** GOAL OF THE EXERCISE **
Reproduce every line in the listing that contains the word "interactive".

● ● ● ● ●

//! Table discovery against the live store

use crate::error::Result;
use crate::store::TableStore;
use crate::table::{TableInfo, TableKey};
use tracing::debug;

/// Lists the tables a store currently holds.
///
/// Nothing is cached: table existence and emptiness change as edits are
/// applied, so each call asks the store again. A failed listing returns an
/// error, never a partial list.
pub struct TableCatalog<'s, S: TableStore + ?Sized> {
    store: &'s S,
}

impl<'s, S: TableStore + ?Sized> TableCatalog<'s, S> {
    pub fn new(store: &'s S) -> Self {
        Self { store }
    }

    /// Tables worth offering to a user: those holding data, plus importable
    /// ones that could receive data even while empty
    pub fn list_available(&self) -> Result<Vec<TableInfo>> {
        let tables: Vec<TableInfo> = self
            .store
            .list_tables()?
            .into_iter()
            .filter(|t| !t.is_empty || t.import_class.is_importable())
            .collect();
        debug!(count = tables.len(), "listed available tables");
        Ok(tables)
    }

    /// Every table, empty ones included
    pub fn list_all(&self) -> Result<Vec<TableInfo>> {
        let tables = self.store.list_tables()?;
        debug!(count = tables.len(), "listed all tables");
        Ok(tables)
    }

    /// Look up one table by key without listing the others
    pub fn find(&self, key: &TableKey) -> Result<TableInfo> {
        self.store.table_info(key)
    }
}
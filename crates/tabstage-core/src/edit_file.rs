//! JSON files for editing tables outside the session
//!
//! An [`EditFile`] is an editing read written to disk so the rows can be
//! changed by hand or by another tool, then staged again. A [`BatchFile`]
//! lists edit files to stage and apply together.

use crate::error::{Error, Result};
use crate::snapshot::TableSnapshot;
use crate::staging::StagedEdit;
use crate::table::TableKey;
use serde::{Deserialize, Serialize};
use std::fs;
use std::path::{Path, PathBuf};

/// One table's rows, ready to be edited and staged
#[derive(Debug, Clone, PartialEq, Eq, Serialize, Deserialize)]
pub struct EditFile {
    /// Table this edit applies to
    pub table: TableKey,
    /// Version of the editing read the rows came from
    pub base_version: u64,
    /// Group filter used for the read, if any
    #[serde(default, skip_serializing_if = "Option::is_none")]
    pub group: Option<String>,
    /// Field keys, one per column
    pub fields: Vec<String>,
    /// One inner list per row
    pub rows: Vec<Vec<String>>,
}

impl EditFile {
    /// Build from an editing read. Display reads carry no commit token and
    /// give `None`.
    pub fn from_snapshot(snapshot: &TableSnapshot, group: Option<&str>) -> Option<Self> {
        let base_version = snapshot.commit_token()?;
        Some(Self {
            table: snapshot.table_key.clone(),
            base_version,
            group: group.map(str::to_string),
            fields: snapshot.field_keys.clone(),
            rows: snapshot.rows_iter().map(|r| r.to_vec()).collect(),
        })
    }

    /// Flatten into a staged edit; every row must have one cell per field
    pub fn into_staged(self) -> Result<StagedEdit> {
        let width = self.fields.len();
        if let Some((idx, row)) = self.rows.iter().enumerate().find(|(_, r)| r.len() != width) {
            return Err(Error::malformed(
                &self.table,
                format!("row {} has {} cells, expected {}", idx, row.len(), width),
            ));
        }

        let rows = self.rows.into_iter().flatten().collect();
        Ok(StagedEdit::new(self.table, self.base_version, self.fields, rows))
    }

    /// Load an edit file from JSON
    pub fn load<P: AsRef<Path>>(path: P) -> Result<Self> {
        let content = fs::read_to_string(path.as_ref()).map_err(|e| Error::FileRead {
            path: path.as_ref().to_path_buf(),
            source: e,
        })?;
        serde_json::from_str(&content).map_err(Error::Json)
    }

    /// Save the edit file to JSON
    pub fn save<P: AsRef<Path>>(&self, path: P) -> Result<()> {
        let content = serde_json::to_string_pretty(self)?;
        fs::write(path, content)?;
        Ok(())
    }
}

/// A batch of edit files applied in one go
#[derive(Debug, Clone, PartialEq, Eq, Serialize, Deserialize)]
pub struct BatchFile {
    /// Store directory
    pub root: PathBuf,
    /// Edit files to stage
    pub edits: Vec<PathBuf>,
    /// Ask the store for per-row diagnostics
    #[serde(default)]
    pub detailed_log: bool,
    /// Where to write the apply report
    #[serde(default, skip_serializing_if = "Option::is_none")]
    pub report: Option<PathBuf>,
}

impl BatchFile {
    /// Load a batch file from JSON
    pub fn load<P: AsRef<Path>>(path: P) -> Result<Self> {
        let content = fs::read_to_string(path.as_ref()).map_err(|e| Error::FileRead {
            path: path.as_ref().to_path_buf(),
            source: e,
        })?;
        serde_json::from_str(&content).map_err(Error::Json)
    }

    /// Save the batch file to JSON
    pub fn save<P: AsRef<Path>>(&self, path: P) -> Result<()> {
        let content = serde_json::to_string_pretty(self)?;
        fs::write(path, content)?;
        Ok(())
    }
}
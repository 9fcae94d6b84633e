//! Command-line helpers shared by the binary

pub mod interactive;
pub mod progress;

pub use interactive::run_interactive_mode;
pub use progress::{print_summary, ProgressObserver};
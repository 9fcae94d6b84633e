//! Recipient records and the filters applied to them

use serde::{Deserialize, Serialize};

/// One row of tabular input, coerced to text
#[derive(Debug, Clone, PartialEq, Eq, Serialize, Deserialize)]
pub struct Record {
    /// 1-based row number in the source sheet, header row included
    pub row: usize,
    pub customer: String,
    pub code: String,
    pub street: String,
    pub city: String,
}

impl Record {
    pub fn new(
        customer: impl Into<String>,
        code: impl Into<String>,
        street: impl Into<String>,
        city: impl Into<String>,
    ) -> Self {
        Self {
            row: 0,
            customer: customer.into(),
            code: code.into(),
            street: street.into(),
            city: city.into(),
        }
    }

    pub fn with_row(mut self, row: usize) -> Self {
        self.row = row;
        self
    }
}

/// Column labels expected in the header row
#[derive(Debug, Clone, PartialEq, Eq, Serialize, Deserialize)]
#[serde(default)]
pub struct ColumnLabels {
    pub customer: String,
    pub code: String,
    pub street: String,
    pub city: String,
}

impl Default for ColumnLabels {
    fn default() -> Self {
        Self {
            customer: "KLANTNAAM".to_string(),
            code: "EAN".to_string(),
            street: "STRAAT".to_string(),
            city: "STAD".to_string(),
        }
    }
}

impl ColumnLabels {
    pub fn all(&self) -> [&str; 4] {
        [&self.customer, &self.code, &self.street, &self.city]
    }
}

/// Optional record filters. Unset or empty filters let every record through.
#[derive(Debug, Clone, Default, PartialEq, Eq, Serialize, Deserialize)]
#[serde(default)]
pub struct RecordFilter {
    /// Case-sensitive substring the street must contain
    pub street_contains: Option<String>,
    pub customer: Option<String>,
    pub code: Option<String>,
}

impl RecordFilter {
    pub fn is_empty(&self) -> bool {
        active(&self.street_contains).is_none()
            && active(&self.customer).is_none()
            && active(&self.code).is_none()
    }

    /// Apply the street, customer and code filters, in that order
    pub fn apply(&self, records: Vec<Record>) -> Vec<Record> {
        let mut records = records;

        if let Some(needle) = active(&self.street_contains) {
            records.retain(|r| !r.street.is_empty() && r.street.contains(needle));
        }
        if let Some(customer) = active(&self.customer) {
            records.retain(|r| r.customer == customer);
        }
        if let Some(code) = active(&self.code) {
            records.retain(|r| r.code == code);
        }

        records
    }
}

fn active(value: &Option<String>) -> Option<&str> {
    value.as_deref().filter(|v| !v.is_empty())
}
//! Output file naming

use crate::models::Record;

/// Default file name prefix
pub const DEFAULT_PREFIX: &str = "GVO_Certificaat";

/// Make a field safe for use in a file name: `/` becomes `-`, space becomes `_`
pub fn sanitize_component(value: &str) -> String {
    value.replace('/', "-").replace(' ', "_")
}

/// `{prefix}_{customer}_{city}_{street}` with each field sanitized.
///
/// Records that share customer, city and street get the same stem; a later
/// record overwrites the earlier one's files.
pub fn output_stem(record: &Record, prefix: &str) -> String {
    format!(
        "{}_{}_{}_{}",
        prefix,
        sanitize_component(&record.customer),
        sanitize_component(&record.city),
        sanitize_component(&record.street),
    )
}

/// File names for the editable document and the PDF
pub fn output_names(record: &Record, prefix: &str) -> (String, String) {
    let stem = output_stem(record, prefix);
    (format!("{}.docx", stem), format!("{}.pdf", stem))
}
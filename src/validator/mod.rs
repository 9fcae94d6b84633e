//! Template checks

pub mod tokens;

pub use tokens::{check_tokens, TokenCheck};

● ● ● ● ●

** SOLVED PROBLEM **
pub mod interactive;
pub use interactive::run_interactive_mode;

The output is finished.